The status of phospholamban (PLB) phosphorylation in the ischemia-reperfused hearts remains controversial. Although a decrease in the phosphorylation of both PLB residues (Ser16, PKA site, and Thr17, CaMKII site) was previously reported, experiments from our laboratory failed to detect this decrease.

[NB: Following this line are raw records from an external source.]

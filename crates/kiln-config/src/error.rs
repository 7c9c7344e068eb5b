//! Error types for configuration loading and validation.

use std::path::PathBuf;

use thiserror::Error;

pub type Result<T> = std::result::Result<T, ConfigError>;

#[derive(Debug, Error)]
pub enum ConfigError {
    #[error("config file not found: {0}")]
    NotFound(PathBuf),

    #[error("failed to load configuration: {0}")]
    Load(#[from] Box<figment::Error>),

    #[error("invalid value for `{field}`: {message}")]
    InvalidValue { field: &'static str, message: String },

    #[error("`build.command` and `build.request_pipe`/`build.response_pipe` cannot both be set")]
    ConflictingBuilders,

    #[error("`build.request_pipe` and `build.response_pipe` must be set together")]
    IncompletePipes,

    #[error("I/O error: {0}")]
    Io(#[from] std::io::Error),
}

impl From<figment::Error> for ConfigError {
    fn from(err: figment::Error) -> Self {
        ConfigError::Load(Box::new(err))
    }
}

In an attempt to elucidate the cause for this discrepancy, experiments were performed in Langendorff-perfused rat hearts with two main goals: (1) To determine whether keeping pacing during ischemia, a protocol followed in other ischemia-reperfusion models, decreases the phosphorylation of PLB residues, below pre-ischemic values; (2) To investigate whether a maximal β-adrenergic challenge allows to detect a decrease in the ability of PLB to be phosphorylated in ischemia-reperfused hearts. Hearts were submitted to a global ischemia/reperfusion protocol (20/30 min) with (P) or without (NP) pacing during ischemia, and phosphorylation of PLB residues was assessed by immunodetection. The recovery of contractility upon reperfusion was lower in P vs. NP hearts. Ser16 of PLB, was phosphorylated at the end of ischemia in NP hearts. This increase appeared earlier in P hearts and was significantly diminished by catecholamine depletion and β-blockade. Thr17 site was phosphorylated at the beginning of ischemia and the onset of reperfusion. The ischemia-induced phosphorylation of Thr17 was higher and more sustained in P vs. NP hearts, and inhibited by the calcium channel blocker, nifedipine, whereas the reperfusion-induced increase in Thr17 phosphorylation was similar in P and NP hearts and was significantly diminished by the Na+/Ca2+ exchanger inhibitor KB-R7943. Phosphorylation of PLB residues did not decrease below basal levels at any time during ischemia and reperfusion. However, the phosphorylation, inotropic and lusitropic response to β-adrenergic stimulation was significantly decreased both in P and NP hearts.